Leasing activity, which includes new deals and renewal transactions, reached 9.85 million square feet in the third quarter, a 35% increase from the 7.3 million square feet of leasing in the same period of 2016, JLL said.
Eight of the largest office leasing deals were located in Midtown Manhattan, and seven of the eight were for space west of Fifth Avenue, continuing the westward movement that has been taking place since the beginning of the year, JLL said.
During the quarter, big firms such as money manager BlackRock Inc., tech giant Amazon.com Inc. and global professional services firm Accenture signed deals each for hundreds of thousands of square feet in new developments rising on the far West Side, JLL noted.
“Those collective deals are game-changers,” said Cynthia Wasserberger, executive managing director.
Those large deals have helped raise interest in the far West Side and played a part in pushing rents up into th e $100 range, Ms.

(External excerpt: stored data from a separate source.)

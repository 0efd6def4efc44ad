mod geoip;
mod mapping;
mod reverse_dns;

pub use geoip::{MaxmindAsn, MaxmindCountry};
pub use mapping::{HostAlias, InterfaceName, ProtocolName};
pub use reverse_dns::ReverseDns;

use crate::config::EnricherOptions;
use crate::error::FlowMetricsError;
use crate::flow::Flow;
use ipnet::Ipv4Net;
use std::net::Ipv4Addr;
use std::sync::OnceLock;

/// One stage of the enrichment chain.
///
/// `configure` runs once, before `start`, with the enricher's options table;
/// a malformed option aborts collector startup. `start` allocates resources
/// (database handles, background tasks) and must fail fast when one is
/// unavailable. `enrich` runs once per flow, concurrently across ingestion
/// workers; it only adds attributes and never fails — a lookup miss simply
/// leaves an attribute out or defaulted. `close` releases resources at
/// shutdown; its errors are reported but not fatal.
pub trait Enricher: Send + Sync {
    fn configure(&mut self, _opts: &EnricherOptions) -> crate::Result<()> {
        Ok(())
    }

    fn start(&mut self) -> crate::Result<()> {
        Ok(())
    }

    fn enrich(&self, flow: &mut Flow);

    fn close(&self) -> crate::Result<()> {
        Ok(())
    }
}

/// Instantiates an enricher by its registry name, `None` for unknown names.
pub fn create(name: &str) -> Option<Box<dyn Enricher>> {
    match name {
        "maxmind_country" => Some(Box::new(MaxmindCountry::new())),
        "maxmind_asn" => Some(Box::new(MaxmindAsn::new())),
        "interface_mapper" => Some(Box::<InterfaceName>::default()),
        "protocol_name" => Some(Box::new(ProtocolName)),
        "host_alias" => Some(Box::<HostAlias>::default()),
        "reverse_dns" => Some(Box::new(ReverseDns::new())),
        _ => None,
    }
}

/// Private, reserved, multicast and otherwise non-routable IPv4 ranges.
const LOCAL_CIDRS: &[&str] = &[
    "0.0.0.0/8",
    "10.0.0.0/8",
    "100.64.0.0/10",
    "127.0.0.0/8",
    "169.254.0.0/16",
    "172.16.0.0/12",
    "192.0.0.0/24",
    "192.0.2.0/24",
    "192.88.99.0/24",
    "192.168.0.0/16",
    "198.18.0.0/15",
    "198.51.100.0/24",
    "203.0.113.0/24",
    "224.0.0.0/4",
    "233.252.0.0/24",
    "240.0.0.0/4",
    "255.255.255.255/32",
];

static LOCAL_NETS: OnceLock<Vec<Ipv4Net>> = OnceLock::new();

/// Whether an address falls inside the built-in local/reserved range table.
pub fn is_local_ip(ip: Ipv4Addr) -> bool {
    let nets = LOCAL_NETS.get_or_init(|| {
        LOCAL_CIDRS
            .iter()
            .map(|cidr| cidr.parse().expect("built-in CIDR table entries parse"))
            .collect()
    });
    nets.iter().any(|net| net.contains(&ip))
}

pub(crate) fn bool_option(
    opts: &EnricherOptions,
    enricher: &str,
    key: &str,
) -> crate::Result<Option<bool>> {
    match opts.get(key) {
        None => Ok(None),
        Some(value) => value.as_bool().map(Some).ok_or_else(|| {
            FlowMetricsError::InvalidConfig(format!("{enricher}: {key} must be a boolean"))
        }),
    }
}

pub(crate) fn string_option(
    opts: &EnricherOptions,
    enricher: &str,
    key: &str,
) -> crate::Result<Option<String>> {
    match opts.get(key) {
        None => Ok(None),
        Some(value) => value.as_str().map(|s| Some(s.to_string())).ok_or_else(|| {
            FlowMetricsError::InvalidConfig(format!("{enricher}: {key} must be a string"))
        }),
    }
}

pub(crate) fn seconds_option(
    opts: &EnricherOptions,
    enricher: &str,
    key: &str,
) -> crate::Result<Option<u64>> {
    match opts.get(key) {
        None => Ok(None),
        Some(value) => match value.as_integer() {
            Some(secs) if secs > 0 => Ok(Some(secs as u64)),
            _ => Err(FlowMetricsError::InvalidConfig(format!(
                "{enricher}: {key} must be a positive number of seconds"
            ))),
        },
    }
}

Wasserberger said.
But while this past quarter’s vacancy rate in Midtown Manhattan, which includes the far West Side, dropped to 10.4% from 11.7% in the previous year, average asking rents in that submarket dropped by 0.7% to $75.19 a square foot.
Overall vacancy in Manhattan rose 0.2 percentage point to 10.2%, while average asking rents for the island rose 0.7% to $71.12 a square foot, JLL said. The virtually flat rents are a result of landlords trying to maintain rent levels in the face of new office construction adding space in Midtown and Downtown.

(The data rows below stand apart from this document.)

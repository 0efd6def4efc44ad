//! FlowMetrics collector CLI - thin wrapper around the Collector abstraction.
//!
//! Loads the configuration file, wires the pipeline and runs until
//! interrupted. All collector logic lives in the library.

use clap::Parser;
use flowmetrics::collector::Collector;
use flowmetrics::receiver::JsonDecoder;
use flowmetrics::{Config, Result};
use std::sync::Arc;
use tokio::signal;
use tracing::{error, info};

#[derive(Parser)]
#[command(
    name = "flowmetrics-collector",
    version,
    about = "NetFlow-style flow collector exporting bounded-cardinality Prometheus metrics"
)]
struct Args {
    /// Path to the configuration file
    #[arg(short, long, default_value = "config/collector.toml")]
    config: String,
}

#[tokio::main]
async fn main() -> Result<()> {
    tracing_subscriber::fmt::init();

    let args = Args::parse();
    info!(config = %args.config, "starting flowmetrics collector");

    let config = match Config::from_file(&args.config) {
        Ok(config) => config,
        Err(e) => {
            error!("failed to load configuration: {}", e);
            std::process::exit(1);
        }
    };

    let mut collector = Collector::new(config)?;
    collector.start(Arc::new(JsonDecoder)).await?;

    signal::ctrl_c().await.expect("Failed to listen for Ctrl+C");
    info!("received shutdown signal (Ctrl+C)");

    collector.stop().await;

    Ok(())
}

“Asking rents are pretty stable, and landlords are trying to hold to those numbers, but concession dollars—free rent, [tenant space improvement] allowances—have really increased substantially,” Ms. Wasserberger said.
The financial-services sector, a critical part of Manhattan’s office market, also recouped the jobs lost during the recession, reaching 477,800 in August, JLL said. Although the job count for the sector remains below its record high of 525,000 in 1990, the August numbers surpassed the 472,900 positions recorded in December 2007.
The finance, insurance and real-estate industries together remained dominant players in Manhattan office leasing, accounting for a third of all office leasing so far this year, JLL said.